-- REQUIRED ACTION --
Please return all lines of the data below containing the string "core".

Stored data entries
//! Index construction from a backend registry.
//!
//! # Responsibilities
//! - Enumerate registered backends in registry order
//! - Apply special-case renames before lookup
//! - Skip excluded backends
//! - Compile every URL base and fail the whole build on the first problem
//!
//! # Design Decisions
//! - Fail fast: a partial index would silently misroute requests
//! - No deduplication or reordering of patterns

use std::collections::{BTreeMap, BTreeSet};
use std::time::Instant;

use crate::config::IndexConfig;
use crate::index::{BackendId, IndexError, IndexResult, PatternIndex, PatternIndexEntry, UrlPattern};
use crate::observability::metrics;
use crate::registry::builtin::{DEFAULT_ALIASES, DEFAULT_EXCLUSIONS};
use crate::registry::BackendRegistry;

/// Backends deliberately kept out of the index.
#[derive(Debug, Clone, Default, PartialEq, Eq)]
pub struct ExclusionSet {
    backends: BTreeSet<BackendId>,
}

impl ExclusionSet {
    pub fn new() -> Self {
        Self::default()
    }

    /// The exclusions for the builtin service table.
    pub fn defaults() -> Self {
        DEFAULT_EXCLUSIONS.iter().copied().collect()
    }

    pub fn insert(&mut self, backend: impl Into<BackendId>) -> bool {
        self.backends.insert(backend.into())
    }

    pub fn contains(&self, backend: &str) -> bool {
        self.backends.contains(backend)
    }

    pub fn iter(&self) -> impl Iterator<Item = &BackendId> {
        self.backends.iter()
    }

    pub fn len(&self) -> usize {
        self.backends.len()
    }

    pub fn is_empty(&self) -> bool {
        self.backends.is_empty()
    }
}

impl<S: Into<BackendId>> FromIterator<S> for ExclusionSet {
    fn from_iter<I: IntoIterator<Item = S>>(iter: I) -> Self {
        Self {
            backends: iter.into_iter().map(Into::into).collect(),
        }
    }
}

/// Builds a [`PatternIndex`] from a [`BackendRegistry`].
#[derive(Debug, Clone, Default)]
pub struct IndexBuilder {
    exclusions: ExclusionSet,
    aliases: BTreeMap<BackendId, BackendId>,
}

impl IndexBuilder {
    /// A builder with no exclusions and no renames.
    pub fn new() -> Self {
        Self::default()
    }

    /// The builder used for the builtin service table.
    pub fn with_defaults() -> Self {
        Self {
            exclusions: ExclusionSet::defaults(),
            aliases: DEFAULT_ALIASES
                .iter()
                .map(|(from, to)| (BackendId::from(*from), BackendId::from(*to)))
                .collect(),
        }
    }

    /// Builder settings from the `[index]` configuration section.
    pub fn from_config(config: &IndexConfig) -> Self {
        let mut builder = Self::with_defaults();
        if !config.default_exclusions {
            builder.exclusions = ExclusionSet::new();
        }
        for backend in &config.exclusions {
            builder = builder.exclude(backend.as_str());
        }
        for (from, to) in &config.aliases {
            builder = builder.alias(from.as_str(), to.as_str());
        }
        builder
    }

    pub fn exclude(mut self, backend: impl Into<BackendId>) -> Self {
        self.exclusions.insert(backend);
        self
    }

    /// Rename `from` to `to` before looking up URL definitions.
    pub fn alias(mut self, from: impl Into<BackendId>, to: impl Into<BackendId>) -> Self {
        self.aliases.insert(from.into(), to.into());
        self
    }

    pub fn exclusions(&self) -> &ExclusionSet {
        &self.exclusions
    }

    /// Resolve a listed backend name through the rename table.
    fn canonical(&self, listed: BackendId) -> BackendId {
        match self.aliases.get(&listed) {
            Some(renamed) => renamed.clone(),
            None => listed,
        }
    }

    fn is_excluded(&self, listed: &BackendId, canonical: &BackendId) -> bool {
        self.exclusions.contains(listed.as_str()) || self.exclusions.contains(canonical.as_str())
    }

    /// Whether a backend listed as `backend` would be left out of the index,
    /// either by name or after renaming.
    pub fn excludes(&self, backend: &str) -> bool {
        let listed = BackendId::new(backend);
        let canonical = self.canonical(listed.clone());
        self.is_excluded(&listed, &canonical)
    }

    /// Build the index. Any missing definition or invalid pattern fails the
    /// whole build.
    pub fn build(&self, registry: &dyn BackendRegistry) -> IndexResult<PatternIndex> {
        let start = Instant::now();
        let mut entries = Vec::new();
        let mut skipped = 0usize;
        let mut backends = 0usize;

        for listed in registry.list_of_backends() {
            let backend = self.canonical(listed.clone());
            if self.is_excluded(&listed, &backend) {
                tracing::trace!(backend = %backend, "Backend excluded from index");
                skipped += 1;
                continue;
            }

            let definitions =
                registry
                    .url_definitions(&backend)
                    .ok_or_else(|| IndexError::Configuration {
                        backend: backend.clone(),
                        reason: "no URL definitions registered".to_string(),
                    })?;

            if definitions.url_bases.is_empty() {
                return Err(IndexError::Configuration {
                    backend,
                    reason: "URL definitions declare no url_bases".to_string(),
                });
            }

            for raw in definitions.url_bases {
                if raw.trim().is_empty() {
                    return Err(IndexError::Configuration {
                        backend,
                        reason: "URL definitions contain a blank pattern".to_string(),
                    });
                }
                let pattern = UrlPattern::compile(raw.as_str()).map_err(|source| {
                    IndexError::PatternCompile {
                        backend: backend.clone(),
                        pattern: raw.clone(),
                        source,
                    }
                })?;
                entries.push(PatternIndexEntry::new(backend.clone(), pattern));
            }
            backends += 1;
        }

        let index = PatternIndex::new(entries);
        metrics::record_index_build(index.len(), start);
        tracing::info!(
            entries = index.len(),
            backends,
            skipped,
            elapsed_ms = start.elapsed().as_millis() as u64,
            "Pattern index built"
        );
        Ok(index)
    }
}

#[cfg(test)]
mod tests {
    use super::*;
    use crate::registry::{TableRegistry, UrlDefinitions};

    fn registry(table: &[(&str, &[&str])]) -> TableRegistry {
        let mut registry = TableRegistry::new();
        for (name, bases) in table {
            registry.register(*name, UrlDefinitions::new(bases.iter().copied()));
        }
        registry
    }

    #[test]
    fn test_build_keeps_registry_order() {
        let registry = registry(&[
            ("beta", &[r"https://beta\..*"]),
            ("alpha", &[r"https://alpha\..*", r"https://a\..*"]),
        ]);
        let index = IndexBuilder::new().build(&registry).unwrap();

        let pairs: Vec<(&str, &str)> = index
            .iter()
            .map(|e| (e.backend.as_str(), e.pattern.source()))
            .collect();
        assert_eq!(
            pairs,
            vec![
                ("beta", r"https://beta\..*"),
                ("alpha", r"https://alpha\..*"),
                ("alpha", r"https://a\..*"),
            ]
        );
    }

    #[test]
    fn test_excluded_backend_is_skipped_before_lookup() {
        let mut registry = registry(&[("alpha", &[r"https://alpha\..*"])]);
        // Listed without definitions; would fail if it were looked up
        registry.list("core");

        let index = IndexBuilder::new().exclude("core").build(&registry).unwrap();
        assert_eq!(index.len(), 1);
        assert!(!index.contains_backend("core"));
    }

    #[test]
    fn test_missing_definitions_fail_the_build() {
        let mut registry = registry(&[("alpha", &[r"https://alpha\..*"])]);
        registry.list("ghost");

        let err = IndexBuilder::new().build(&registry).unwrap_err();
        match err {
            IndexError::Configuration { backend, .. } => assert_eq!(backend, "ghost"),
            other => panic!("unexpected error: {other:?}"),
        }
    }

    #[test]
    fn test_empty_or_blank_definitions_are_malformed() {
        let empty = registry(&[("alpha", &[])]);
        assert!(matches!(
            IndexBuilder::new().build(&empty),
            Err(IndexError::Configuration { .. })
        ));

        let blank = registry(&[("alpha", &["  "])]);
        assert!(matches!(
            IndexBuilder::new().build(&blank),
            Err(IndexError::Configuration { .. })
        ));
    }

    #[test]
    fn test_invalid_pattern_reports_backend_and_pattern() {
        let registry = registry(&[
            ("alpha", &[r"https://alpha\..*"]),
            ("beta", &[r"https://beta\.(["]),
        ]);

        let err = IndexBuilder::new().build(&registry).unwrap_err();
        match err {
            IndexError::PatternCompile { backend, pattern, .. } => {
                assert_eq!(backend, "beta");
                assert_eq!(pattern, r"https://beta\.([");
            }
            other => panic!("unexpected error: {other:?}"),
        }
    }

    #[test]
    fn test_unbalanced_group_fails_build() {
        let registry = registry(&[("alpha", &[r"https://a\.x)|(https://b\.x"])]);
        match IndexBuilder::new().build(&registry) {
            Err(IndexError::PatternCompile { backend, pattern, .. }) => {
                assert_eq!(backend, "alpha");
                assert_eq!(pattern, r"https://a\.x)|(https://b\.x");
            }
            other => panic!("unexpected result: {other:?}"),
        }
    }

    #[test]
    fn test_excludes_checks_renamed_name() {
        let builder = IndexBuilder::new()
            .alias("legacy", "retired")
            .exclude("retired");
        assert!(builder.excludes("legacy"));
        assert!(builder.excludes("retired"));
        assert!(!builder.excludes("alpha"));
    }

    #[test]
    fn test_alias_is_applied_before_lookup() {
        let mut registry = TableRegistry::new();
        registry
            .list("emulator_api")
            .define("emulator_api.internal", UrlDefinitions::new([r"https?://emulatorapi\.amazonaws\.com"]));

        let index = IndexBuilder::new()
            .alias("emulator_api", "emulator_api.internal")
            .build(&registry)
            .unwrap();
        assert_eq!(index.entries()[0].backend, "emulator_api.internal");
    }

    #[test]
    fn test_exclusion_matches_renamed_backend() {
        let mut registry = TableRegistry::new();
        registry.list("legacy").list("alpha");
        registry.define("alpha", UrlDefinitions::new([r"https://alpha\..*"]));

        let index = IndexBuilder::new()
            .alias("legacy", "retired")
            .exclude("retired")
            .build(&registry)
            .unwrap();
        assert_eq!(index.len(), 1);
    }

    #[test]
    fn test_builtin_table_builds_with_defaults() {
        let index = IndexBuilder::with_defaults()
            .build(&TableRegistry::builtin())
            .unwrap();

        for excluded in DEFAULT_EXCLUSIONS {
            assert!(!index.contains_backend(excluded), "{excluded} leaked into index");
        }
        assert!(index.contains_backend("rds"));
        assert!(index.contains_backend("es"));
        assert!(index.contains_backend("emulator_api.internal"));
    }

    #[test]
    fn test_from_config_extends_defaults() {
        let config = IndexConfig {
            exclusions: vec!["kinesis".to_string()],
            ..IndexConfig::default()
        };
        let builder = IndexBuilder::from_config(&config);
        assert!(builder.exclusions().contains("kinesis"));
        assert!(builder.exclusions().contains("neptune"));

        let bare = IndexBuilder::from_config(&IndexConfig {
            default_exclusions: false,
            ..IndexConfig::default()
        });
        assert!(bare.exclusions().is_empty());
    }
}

-- SOLUTION TO THE PROBLEM --
        registry.list("core");
        let index = IndexBuilder::new().exclude("core").build(&registry).unwrap();
        assert!(!index.contains_backend("core"));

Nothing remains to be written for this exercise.